Try it. Here are some records; copy every line that holds the word "ContainerId".

Records contained in a dataset
···
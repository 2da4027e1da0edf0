#![forbid(unsafe_code)]
//! Shared identifiers, error types and checksums.

use std::fmt;

/// CRC32 helpers over buffer payloads.
pub mod checksum;

/// Position of a record, measured from the first byte of its buffer.
#[derive(Copy, Clone, Eq, PartialEq, Ord, PartialOrd, Hash, Debug)]
pub struct Offset(pub u32);

/// Identity of a non-empty vector, map or set inside one buffer.
#[derive(Copy, Clone, Eq, PartialEq, Ord, PartialOrd, Hash, Debug)]
pub struct ContainerId(pub u32);

impl fmt::Display for Offset {
    fn fmt(&self, f: &mut fmt::Formatter<'_>) -> fmt::Result {
        write!(f, "{}", self.0)
    }
}

impl fmt::Display for ContainerId {
    fn fmt(&self, f: &mut fmt::Formatter<'_>) -> fmt::Result {
        write!(f, "{}", self.0)
    }
}

impl From<u32> for Offset {
    fn from(value: u32) -> Self {
        Offset(value)
    }
}

impl Offset {
    /// Returns the offset as a slice index.
    pub const fn get(self) -> usize {
        self.0 as usize
    }
}

/// First structural fault found while certifying a buffer.
#[derive(thiserror::Error, Debug, Clone, PartialEq, Eq)]
pub enum ValidationError {
    /// Header is missing, truncated or describes another format.
    #[error("bad header: {0}")]
    BadHeader(&'static str),
    /// Stored checksum does not match the payload.
    #[error("checksum mismatch: stored {stored:#010x}, computed {computed:#010x}")]
    Checksum {
        /// Value recorded in the header.
        stored: u32,
        /// Value computed over the payload.
        computed: u32,
    },
    /// A record or field starts or ends outside the buffer.
    #[error("offset {offset} (+{len} bytes) is outside the buffer of {buffer_len} bytes")]
    OutOfRange {
        /// Start of the access.
        offset: u64,
        /// Bytes requested.
        len: u64,
        /// Buffer extent.
        buffer_len: u64,
    },
    /// Length arithmetic would wrap.
    #[error("length overflow in record at offset {offset}")]
    LengthOverflow {
        /// Record start.
        offset: u32,
    },
    /// Cell carries a tag no reader understands.
    #[error("unknown type tag {tag} at offset {offset}")]
    UnknownTag {
        /// Position of the cell.
        offset: u32,
        /// Raw tag value.
        tag: u32,
    },
    /// Inline payload is out of range for its kind.
    #[error("invalid inline payload {data} for tag {tag} at offset {offset}")]
    InvalidInline {
        /// Position of the cell.
        offset: u32,
        /// Raw tag value.
        tag: u32,
        /// Raw payload.
        data: u32,
    },
    /// String bytes are not UTF-8.
    #[error("string at offset {offset} is not valid utf-8")]
    InvalidUtf8 {
        /// Record start.
        offset: u32,
    },
    /// Hash table layout is inconsistent.
    #[error("malformed hash table at offset {offset}: {reason}")]
    MalformedHashTable {
        /// Record start.
        offset: u32,
        /// Which property failed.
        reason: &'static str,
    },
    /// Map key or set element is of an unhashable kind.
    #[error("unhashable key at offset {offset}")]
    UnhashableKey {
        /// Record start of the owning table.
        offset: u32,
    },
    /// A hashable vector holds an unhashable element.
    #[error("vector at offset {offset} is marked hashable but holds unhashable items")]
    FalselyHashable {
        /// Record start.
        offset: u32,
    },
    /// Container reaches itself.
    #[error("cycle through container at offset {offset}")]
    Cycle {
        /// Record start.
        offset: u32,
    },
    /// Container id out of range or used twice.
    #[error("invalid container id {id} at offset {offset}")]
    ContainerId {
        /// Record start.
        offset: u32,
        /// Stored id.
        id: u32,
    },
    /// Nesting deeper than the configured limit.
    #[error("nesting deeper than {limit} at offset {offset}")]
    TooDeep {
        /// Record start.
        offset: u32,
        /// Configured maximum depth.
        limit: usize,
    },
}

/// Errors returned by every fallible operation in the crate.
#[derive(thiserror::Error, Debug)]
pub enum FlatError {
    /// Buffer failed structural validation and must not be read.
    #[error("validation: {0}")]
    Validation(#[from] ValidationError),
    /// Index or slice outside the current extent.
    #[error("index {index} out of bounds for length {len}")]
    Bounds {
        /// Requested index.
        index: u64,
        /// Current length.
        len: u64,
    },
    /// Operation applied to the wrong value kind.
    #[error("type mismatch: expected {expected}, found {found}")]
    TypeMismatch {
        /// Kind the operation needs.
        expected: &'static str,
        /// Kind that was supplied.
        found: &'static str,
    },
    /// Operation would exceed a representable length.
    #[error("capacity exceeded: {0}")]
    Capacity(&'static str),
    /// Mutation attempted while a zero-copy export is outstanding.
    #[error("existing exports of data: object cannot be re-sized")]
    ResizeWhileBorrowed,
    /// Allocation failed; the structure is unchanged.
    #[error("allocation failed")]
    Allocation,
    /// Mutation attempted on a buffer-backed value.
    #[error("value is backed by a serialized buffer and is read-only")]
    ReadOnly,
    /// Read attempted before validation succeeded.
    #[error("buffer has not been validated")]
    NotValidated,
    /// Read attempted after the buffer was closed.
    #[error("buffer is closed")]
    Closed,
    /// A value reference produced by a different reader.
    #[error("value reference belongs to another buffer")]
    ForeignReference,
    /// Map key or set element is not hashable.
    #[error("value of kind {0} is not hashable")]
    Unhashable(&'static str),
    /// Serialized primitive vector blob is malformed.
    #[error("invalid primitive vector blob: {0}")]
    InvalidBlob(&'static str),
    /// Argument outside the accepted domain.
    #[error("invalid argument: {0}")]
    Invalid(&'static str),
    /// Underlying I/O failure.
    #[error("IO: {0}")]
    Io(#[from] std::io::Error),
}

/// Result alias used throughout the crate.
pub type Result<T> = std::result::Result<T, FlatError>;

impl FlatError {
    pub(crate) fn bounds(index: impl TryInto<u64>, len: impl TryInto<u64>) -> Self {
        FlatError::Bounds {
            index: index.try_into().unwrap_or(u64::MAX),
            len: len.try_into().unwrap_or(u64::MAX),
        }
    }

    pub(crate) fn mismatch(expected: &'static str, found: &'static str) -> Self {
        FlatError::TypeMismatch { expected, found }
    }
}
···
Response below.
pub struct ContainerId(pub u32);
impl fmt::Display for ContainerId {
    ContainerId {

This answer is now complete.